I suppose it is wise to begin by considering what exactly qualifies as a “failure.” Clearly, if the system is down, it has failed. But what about the system running in degraded mode, such as a raid array that is rebuilding? And what about systems that are intentionally brought off-line?

Technically speaking, a failure is declared when the system does not meet its desired objectives. When comes to IT systems, including disk storage, this generally means an outage or down time. But I have experienced situations where the system was running so slowly that it should be considered failed even though it was technically still “up.” Therefore, I consider any system that cannot meet minimum performance or availability requirements to be “failed.”

Similarly, a return to normal operations signals the end of downtime or system failure. Perhaps the system is still in a degraded mode, with some nodes or data protection systems not yet online, but if it is available for normal use I would consider it to be “non-failed.”

MTTR, MTTF, and MTBF — MTBF is the sum of MTTR and MTTF

Mean Time to Failure (MTTF)

The first metric that we should understand is the time that a system is not failed, or is available. Often referred to as “uptime” in the IT industry, the length of time that a system is online between outages or failures can be thought of as the “time to failure” for that system.

For example, if I bring my RAID array online on Monday at noon and the system functions normally until a disk failure Friday at noon, it was “available” for exactly 96 hours. If this happens every week, with repairs lasting from Friday noon until Monday noon, I could average these numbers to reach a “mean time to failure” or “MTTF” of 96 hours. I would probably also call my system vendor and demand that they replace this horribly unreliable device!

Most systems only occasionally fail, so it is important to think of reliability in statistical terms. Manufacturers often run controlled tests to see how reliable a device is expected to be, and sometimes report these results to buyers. This is a good indication of the reliability of a device, as long as these manufacturer tests are reasonably accurate. Unfortunately, many vendors refer to this metric as “mean time between failure” (MTBF), which is incorrect as we shall soon see.

Note too that “MTTF” often exceeds the expected lifetime or usefulness of a device by a good margin. A typical hard disk drive might list an MTTF of 1,000,000 hours, or over 100 years.
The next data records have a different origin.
// HTTP API Error Types
use axum::{http::StatusCode, response::IntoResponse, Json};
use serde_json::{json, Value};
use std::collections::BTreeMap;

use crate::auth::JwtError;
use crate::database::manager::DatabaseError;
use crate::services::ServiceError;

/// Field name -> human readable problem, ordered for stable output
pub type FieldErrors = BTreeMap<String, String>;

/// HTTP API error with appropriate status codes and client-friendly messages
#[derive(Debug)]
pub enum ApiError {
    // 400 Bad Request
    BadRequest(String),
    ValidationError {
        message: String,
        field_errors: Option<FieldErrors>,
    },
    InvalidJson(String),

    // 401 Unauthorized
    Unauthorized(String),

    // 403 Forbidden
    Forbidden(String),

    // 404 Not Found
    NotFound(String),

    // 405 Method Not Allowed
    MethodNotAllowed(String),

    // 409 Conflict (uniqueness)
    Conflict(String),

    // 409 Conflict (lifecycle transition refused)
    InvalidState(String),

    // 500 Internal Server Error
    InternalServerError(String),

    // 503 Service Unavailable
    ServiceUnavailable(String),
}

impl ApiError {
    /// Get HTTP status code
    pub fn status_code(&self) -> StatusCode {
        match self {
            ApiError::BadRequest(_) => StatusCode::BAD_REQUEST,
            ApiError::ValidationError { .. } => StatusCode::BAD_REQUEST,
            ApiError::InvalidJson(_) => StatusCode::BAD_REQUEST,
            ApiError::Unauthorized(_) => StatusCode::UNAUTHORIZED,
            ApiError::Forbidden(_) => StatusCode::FORBIDDEN,
            ApiError::NotFound(_) => StatusCode::NOT_FOUND,
            ApiError::MethodNotAllowed(_) => StatusCode::METHOD_NOT_ALLOWED,
            ApiError::Conflict(_) => StatusCode::CONFLICT,
            ApiError::InvalidState(_) => StatusCode::CONFLICT,
            ApiError::InternalServerError(_) => StatusCode::INTERNAL_SERVER_ERROR,
            ApiError::ServiceUnavailable(_) => StatusCode::SERVICE_UNAVAILABLE,
        }
    }

    /// Get client-safe error message
    pub fn message(&self) -> &str {
        match self {
            ApiError::BadRequest(msg) => msg,
            ApiError::ValidationError { message, .. } => message,
            ApiError::InvalidJson(msg) => msg,
            ApiError::Unauthorized(msg) => msg,
            ApiError::Forbidden(msg) => msg,
            ApiError::NotFound(msg) => msg,
            ApiError::MethodNotAllowed(msg) => msg,
            ApiError::Conflict(msg) => msg,
            ApiError::InvalidState(msg) => msg,
            ApiError::InternalServerError(msg) => msg,
            ApiError::ServiceUnavailable(msg) => msg,
        }
    }

    /// Get error code for client handling
    pub fn error_code(&self) -> &'static str {
        match self {
            ApiError::BadRequest(_) => "BAD_REQUEST",
            ApiError::ValidationError { .. } => "VALIDATION_ERROR",
            ApiError::InvalidJson(_) => "INVALID_JSON",
            ApiError::Unauthorized(_) => "UNAUTHORIZED",
            ApiError::Forbidden(_) => "FORBIDDEN",
            ApiError::NotFound(_) => "NOT_FOUND",
            ApiError::MethodNotAllowed(_) => "METHOD_NOT_ALLOWED",
            ApiError::Conflict(_) => "CONFLICT",
            ApiError::InvalidState(_) => "INVALID_STATE",
            ApiError::InternalServerError(_) => "INTERNAL_SERVER_ERROR",
            ApiError::ServiceUnavailable(_) => "SERVICE_UNAVAILABLE",
        }
    }

    /// Convert to JSON response body
    pub fn to_json(&self) -> Value {
        let mut response = json!({
            "success": false,
            "error": self.message(),
            "code": self.error_code()
        });

        if let ApiError::ValidationError { field_errors: Some(field_errors), .. } = self {
            response["field_errors"] = json!(field_errors);
        }

        response
    }
}

// Static constructor methods
impl ApiError {
    pub fn bad_request(message: impl Into<String>) -> Self {
        ApiError::BadRequest(message.into())
    }

    pub fn validation_error(message: impl Into<String>, field_errors: Option<FieldErrors>) -> Self {
        ApiError::ValidationError {
            message: message.into(),
            field_errors,
        }
    }

    pub fn invalid_json(message: impl Into<String>) -> Self {
        ApiError::InvalidJson(message.into())
    }

    pub fn unauthorized(message: impl Into<String>) -> Self {
        ApiError::Unauthorized(message.into())
    }

    pub fn forbidden(message: impl Into<String>) -> Self {
        ApiError::Forbidden(message.into())
    }

    pub fn not_found(message: impl Into<String>) -> Self {
        ApiError::NotFound(message.into())
    }

    pub fn method_not_allowed(message: impl Into<String>) -> Self {
        ApiError::MethodNotAllowed(message.into())
    }

    pub fn conflict(message: impl Into<String>) -> Self {
        ApiError::Conflict(message.into())
    }

    pub fn invalid_state(message: impl Into<String>) -> Self {
        ApiError::InvalidState(message.into())
    }

    pub fn internal_server_error(message: impl Into<String>) -> Self {
        ApiError::InternalServerError(message.into())
    }

    pub fn service_unavailable(message: impl Into<String>) -> Self {
        ApiError::ServiceUnavailable(message.into())
    }
}

// Convert other error types to ApiError
impl From<DatabaseError> for ApiError {
    fn from(err: DatabaseError) -> Self {
        match err {
            DatabaseError::NotFound(msg) => ApiError::not_found(msg),
            DatabaseError::ConfigMissing(_) | DatabaseError::InvalidDatabaseUrl => {
                tracing::error!("Database misconfigured: {}", err);
                ApiError::service_unavailable("Database is not configured")
            }
            DatabaseError::Sqlx(sqlx::Error::PoolTimedOut)
            | DatabaseError::Sqlx(sqlx::Error::Io(_))
            | DatabaseError::Sqlx(sqlx::Error::PoolClosed) => {
                tracing::error!("Database unavailable: {}", err);
                ApiError::service_unavailable("Database temporarily unavailable")
            }
            DatabaseError::Sqlx(sqlx_err) => {
                // Log the real error but return generic message
                tracing::error!("SQLx error: {}", sqlx_err);
                ApiError::internal_server_error("Database error occurred")
            }
        }
    }
}

impl From<ServiceError> for ApiError {
    fn from(err: ServiceError) -> Self {
        match err {
            ServiceError::Database(e) => e.into(),
            ServiceError::Validation(field_errors) => {
                ApiError::validation_error("Invalid request fields", Some(field_errors))
            }
            ServiceError::NotFound(msg) => ApiError::not_found(msg),
            ServiceError::Forbidden(msg) => ApiError::forbidden(msg),
            ServiceError::Conflict(msg) => ApiError::conflict(msg),
            ServiceError::InvalidState(msg) => ApiError::invalid_state(msg),
            ServiceError::Rejected(msg) => ApiError::bad_request(msg),
            ServiceError::InvalidCredentials => ApiError::unauthorized("Invalid email or password"),
            ServiceError::Token(e) => e.into(),
        }
    }
}

impl From<JwtError> for ApiError {
    fn from(err: JwtError) -> Self {
        match err {
            JwtError::InvalidToken(msg) => ApiError::unauthorized(msg),
            other => {
                tracing::error!("JWT error: {}", other);
                ApiError::internal_server_error("Failed to process authentication token")
            }
        }
    }
}

// Standard error trait implementations
impl std::fmt::Display for ApiError {
    fn fmt(&self, f: &mut std::fmt::Formatter<'_>) -> std::fmt::Result {
        write!(f, "{}", self.message())
    }
}

impl std::error::Error for ApiError {}

// Automatic HTTP response conversion for Axum
impl IntoResponse for ApiError {
    fn into_response(self) -> axum::response::Response {
        (self.status_code(), Json(self.to_json())).into_response()
    }
}

#[cfg(test)]
mod tests {
    use super::*;

    #[test]
    fn validation_errors_carry_field_map() {
        let mut fields = FieldErrors::new();
        fields.insert("email".into(), "Must be a valid email address".into());
        let err = ApiError::validation_error("Invalid request fields", Some(fields));

        let body = err.to_json();
        assert_eq!(err.status_code(), StatusCode::BAD_REQUEST);
        assert_eq!(body["success"], false);
        assert_eq!(body["code"], "VALIDATION_ERROR");
        assert_eq!(body["field_errors"]["email"], "Must be a valid email address");
    }

    #[test]
    fn lifecycle_refusals_are_conflicts_with_distinct_code() {
        let err: ApiError = ServiceError::InvalidState("La sesión ya fue finalizada".into()).into();
        assert_eq!(err.status_code(), StatusCode::CONFLICT);
        assert_eq!(err.error_code(), "INVALID_STATE");
    }

    #[test]
    fn unsupported_methods_use_their_own_code() {
        let err = ApiError::method_not_allowed("DELETE is not supported on /api/students");
        assert_eq!(err.status_code(), StatusCode::METHOD_NOT_ALLOWED);
        assert_eq!(err.to_json()["code"], "METHOD_NOT_ALLOWED");
    }

    #[test]
    fn sql_errors_are_not_leaked() {
        let err: ApiError = DatabaseError::Sqlx(sqlx::Error::RowNotFound).into();
        assert_eq!(err.status_code(), StatusCode::INTERNAL_SERVER_ERROR);
        assert_eq!(err.message(), "Database error occurred");
    }

    #[test]
    fn pool_timeouts_map_to_unavailable() {
        let err: ApiError = DatabaseError::Sqlx(sqlx::Error::PoolTimedOut).into();
        assert_eq!(err.status_code(), StatusCode::SERVICE_UNAVAILABLE);
    }
}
But no one should expect a given hard disk drive to last this long. In fact, disk replacement rate is much higher than disk failure rate!

Mean Time to Repair (MTTR)

Many vendors suppose that repairs are instantaneous or non-existent, but IT professionals know that this is not the case. In fact, I might still be a systems administrator if it wasn’t for the fact that I had to spend hours in freezing cold datacenters trying to repair failed systems! The amount of time required to repair a system and bring it back online is the “time to repair”, another critical metric.

In our example above, our flaky RAID array had an MTTF of 96 hours. This leaves three days, or 72 hours, to get things operational again. Over time, we would come to expect a “mean time to repair” or “MTTR” of 72 hours for any typical failure. Again, we would be justified in complaining to the vendor at this point.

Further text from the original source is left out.